[Opening THE RECORDS section]
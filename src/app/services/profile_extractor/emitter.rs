//! Per-level row emission
//!
//! Walks the pressure levels of an accepted profile and pushes one row
//! per usable level to the sink. Pressure gates the level: a missing or
//! negative value skips that level alone. Temperature and salinity never
//! gate anything; each is independently absent when its value at the
//! level is missing. Sink errors are real I/O failures and propagate.

use super::stats::FileStats;
use super::values;
use crate::Result;
use crate::app::models::MeasurementRow;
use crate::app::services::row_sink::RowSink;
use chrono::{DateTime, Utc};
use tracing::debug;

/// The per-level sequences of one accepted profile
pub struct LevelSeries<'a> {
    pub pressure: &'a [Option<f64>],
    pub temperature: &'a [Option<f64>],
    pub salinity: &'a [Option<f64>],
}

/// Emit rows for every usable level of an accepted profile
pub fn emit_rows<K: RowSink>(
    platform_id: &str,
    timestamp: DateTime<Utc>,
    latitude: f64,
    longitude: f64,
    levels: &LevelSeries<'_>,
    sink: &mut K,
    stats: &mut FileStats,
) -> Result<()> {
    for index in 0..levels.pressure.len() {
        stats.levels_seen += 1;

        let Some(pressure) = values::value_at(levels.pressure, index) else {
            stats.levels_skipped += 1;
            continue;
        };
        if pressure < 0.0 {
            debug!(
                "Skipping level {} of platform {}: negative pressure {}",
                index, platform_id, pressure
            );
            stats.levels_skipped += 1;
            continue;
        }

        let row = MeasurementRow::new(
            platform_id.to_string(),
            timestamp,
            latitude,
            longitude,
            pressure,
            values::value_at(levels.temperature, index),
            values::value_at(levels.salinity, index),
        );

        // A conversion failure affects this level only.
        let row = match row {
            Ok(row) => row,
            Err(e) => {
                debug!(
                    "Skipping level {} of platform {}: {}",
                    index, platform_id, e
                );
                stats.levels_skipped += 1;
                continue;
            }
        };

        sink.write_row(&row)?;
        stats.record_row(row.year());
    }

    Ok(())
}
[Closing THE RECORDS section]
WHAT THE TASK REQUIRES. Retype each record in full, please.

ANSWER SECTION.
filename src/app/services/profile_extractor/emitter.rs
//! Per-level row emission
//!
//! Walks the pressure levels of an accepted profile and pushes one row
//! per usable level to the sink. Pressure gates the level: a missing or
//! negative value skips that level alone. Temperature and salinity never
//! gate anything; each is independently absent when its value at the
//! level is missing. Sink errors are real I/O failures and propagate.

use super::stats::FileStats;
use super::values;
use crate::Result;
use crate::app::models::MeasurementRow;
use crate::app::services::row_sink::RowSink;
use chrono::{DateTime, Utc};
use tracing::debug;

/// The per-level sequences of one accepted profile
pub struct LevelSeries<'a> {
    pub pressure: &'a [Option<f64>],
    pub temperature: &'a [Option<f64>],
    pub salinity: &'a [Option<f64>],
}

/// Emit rows for every usable level of an accepted profile
pub fn emit_rows<K: RowSink>(
    platform_id: &str,
    timestamp: DateTime<Utc>,
    latitude: f64,
    longitude: f64,
    levels: &LevelSeries<'_>,
    sink: &mut K,
    stats: &mut FileStats,
) -> Result<()> {
    for index in 0..levels.pressure.len() {
        stats.levels_seen += 1;

        let Some(pressure) = values::value_at(levels.pressure, index) else {
            stats.levels_skipped += 1;
            continue;
        };
        if pressure < 0.0 {
            debug!(
                "Skipping level {} of platform {}: negative pressure {}",
                index, platform_id, pressure
            );
            stats.levels_skipped += 1;
            continue;
        }

        let row = MeasurementRow::new(
            platform_id.to_string(),
            timestamp,
            latitude,
            longitude,
            pressure,
            values::value_at(levels.temperature, index),
            values::value_at(levels.salinity, index),
        );

        // A conversion failure affects this level only.
        let row = match row {
            Ok(row) => row,
            Err(e) => {
                debug!(
                    "Skipping level {} of platform {}: {}",
                    index, platform_id, e
                );
                stats.levels_skipped += 1;
                continue;
            }
        };

        sink.write_row(&row)?;
        stats.record_row(row.year());
    }

    Ok(())
}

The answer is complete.